Among the entries below, find each line with "opts" and show it.

(Available data Opens)

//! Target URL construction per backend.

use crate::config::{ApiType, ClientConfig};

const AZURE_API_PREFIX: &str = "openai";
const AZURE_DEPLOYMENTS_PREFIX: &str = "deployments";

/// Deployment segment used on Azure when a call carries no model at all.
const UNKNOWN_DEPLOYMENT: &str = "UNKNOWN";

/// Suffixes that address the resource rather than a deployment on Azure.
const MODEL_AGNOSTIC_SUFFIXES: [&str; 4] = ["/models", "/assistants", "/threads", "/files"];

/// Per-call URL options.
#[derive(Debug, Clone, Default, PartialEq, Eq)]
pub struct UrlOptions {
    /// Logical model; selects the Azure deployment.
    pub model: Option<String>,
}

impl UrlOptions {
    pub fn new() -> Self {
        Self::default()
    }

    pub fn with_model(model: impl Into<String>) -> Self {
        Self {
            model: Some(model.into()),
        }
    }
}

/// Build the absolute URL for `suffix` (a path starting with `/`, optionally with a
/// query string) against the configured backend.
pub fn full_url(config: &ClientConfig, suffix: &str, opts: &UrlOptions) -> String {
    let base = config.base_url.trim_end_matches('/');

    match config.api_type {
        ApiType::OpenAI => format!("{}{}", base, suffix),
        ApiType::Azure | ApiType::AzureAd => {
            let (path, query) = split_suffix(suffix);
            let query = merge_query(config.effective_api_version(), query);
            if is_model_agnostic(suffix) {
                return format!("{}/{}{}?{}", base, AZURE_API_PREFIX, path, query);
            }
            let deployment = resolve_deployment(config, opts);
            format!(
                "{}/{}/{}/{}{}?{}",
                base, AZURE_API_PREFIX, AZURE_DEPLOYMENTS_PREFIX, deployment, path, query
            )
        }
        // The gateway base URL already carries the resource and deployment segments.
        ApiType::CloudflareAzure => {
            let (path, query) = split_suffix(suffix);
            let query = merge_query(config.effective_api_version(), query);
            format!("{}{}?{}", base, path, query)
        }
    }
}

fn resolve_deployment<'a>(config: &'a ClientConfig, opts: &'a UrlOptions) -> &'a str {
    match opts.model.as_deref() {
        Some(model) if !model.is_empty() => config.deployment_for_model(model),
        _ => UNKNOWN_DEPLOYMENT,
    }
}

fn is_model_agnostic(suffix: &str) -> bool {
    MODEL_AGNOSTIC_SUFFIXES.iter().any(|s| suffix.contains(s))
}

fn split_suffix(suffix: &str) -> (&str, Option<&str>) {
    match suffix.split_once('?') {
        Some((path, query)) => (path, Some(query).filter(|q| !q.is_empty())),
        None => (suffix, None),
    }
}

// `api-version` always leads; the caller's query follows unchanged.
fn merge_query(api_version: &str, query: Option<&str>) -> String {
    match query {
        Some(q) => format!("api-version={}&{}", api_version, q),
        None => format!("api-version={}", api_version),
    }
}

(Available data Closes)
(Available data Opens)

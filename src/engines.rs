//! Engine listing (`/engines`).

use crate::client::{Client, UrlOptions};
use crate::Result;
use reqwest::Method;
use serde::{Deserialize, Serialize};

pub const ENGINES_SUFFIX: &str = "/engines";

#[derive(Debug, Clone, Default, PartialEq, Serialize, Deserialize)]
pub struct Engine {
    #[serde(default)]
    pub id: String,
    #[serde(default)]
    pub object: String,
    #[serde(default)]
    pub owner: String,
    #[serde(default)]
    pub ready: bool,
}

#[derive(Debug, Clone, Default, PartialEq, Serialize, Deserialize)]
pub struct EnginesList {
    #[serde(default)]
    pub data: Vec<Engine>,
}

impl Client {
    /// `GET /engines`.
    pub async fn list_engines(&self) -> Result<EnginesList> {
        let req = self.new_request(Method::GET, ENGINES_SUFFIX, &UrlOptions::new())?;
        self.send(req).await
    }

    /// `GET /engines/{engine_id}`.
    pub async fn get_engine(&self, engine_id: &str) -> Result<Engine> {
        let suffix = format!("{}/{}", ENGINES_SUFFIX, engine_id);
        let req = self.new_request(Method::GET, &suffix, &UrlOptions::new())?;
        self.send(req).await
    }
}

(Available data Closes)
(Available data Opens)

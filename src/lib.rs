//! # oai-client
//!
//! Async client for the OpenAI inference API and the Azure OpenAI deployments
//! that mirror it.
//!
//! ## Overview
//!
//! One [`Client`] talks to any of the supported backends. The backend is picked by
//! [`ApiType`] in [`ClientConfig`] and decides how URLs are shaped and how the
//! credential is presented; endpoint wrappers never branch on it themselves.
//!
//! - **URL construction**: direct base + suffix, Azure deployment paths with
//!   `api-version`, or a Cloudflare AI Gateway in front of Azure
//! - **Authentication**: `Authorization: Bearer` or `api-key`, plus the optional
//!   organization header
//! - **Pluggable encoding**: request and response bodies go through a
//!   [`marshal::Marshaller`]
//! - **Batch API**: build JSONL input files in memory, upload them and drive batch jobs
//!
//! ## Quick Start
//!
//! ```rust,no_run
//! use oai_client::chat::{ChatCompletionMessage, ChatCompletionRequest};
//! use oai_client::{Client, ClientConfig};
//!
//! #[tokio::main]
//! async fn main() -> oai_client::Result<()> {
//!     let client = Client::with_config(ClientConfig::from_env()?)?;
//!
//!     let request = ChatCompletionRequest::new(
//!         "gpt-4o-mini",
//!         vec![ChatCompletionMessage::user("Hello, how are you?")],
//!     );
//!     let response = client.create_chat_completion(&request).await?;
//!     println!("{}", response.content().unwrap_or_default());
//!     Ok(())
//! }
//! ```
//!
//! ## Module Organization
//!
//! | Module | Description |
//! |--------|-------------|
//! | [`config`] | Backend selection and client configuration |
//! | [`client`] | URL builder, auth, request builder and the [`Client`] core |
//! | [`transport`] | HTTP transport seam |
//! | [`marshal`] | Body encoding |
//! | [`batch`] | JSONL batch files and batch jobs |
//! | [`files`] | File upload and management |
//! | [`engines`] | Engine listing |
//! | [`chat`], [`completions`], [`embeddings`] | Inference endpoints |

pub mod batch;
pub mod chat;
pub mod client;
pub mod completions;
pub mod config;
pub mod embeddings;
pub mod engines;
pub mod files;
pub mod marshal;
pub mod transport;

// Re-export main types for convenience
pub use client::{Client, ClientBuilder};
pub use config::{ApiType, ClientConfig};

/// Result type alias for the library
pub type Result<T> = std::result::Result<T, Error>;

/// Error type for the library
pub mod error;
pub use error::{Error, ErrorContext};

(Available data Closes)

> **Your response**
pub fn full_url(config: &ClientConfig, suffix: &str, opts: &UrlOptions) -> String {
            let deployment = resolve_deployment(config, opts);
fn resolve_deployment<'a>(config: &'a ClientConfig, opts: &'a UrlOptions) -> &'a str {
    match opts.model.as_deref() {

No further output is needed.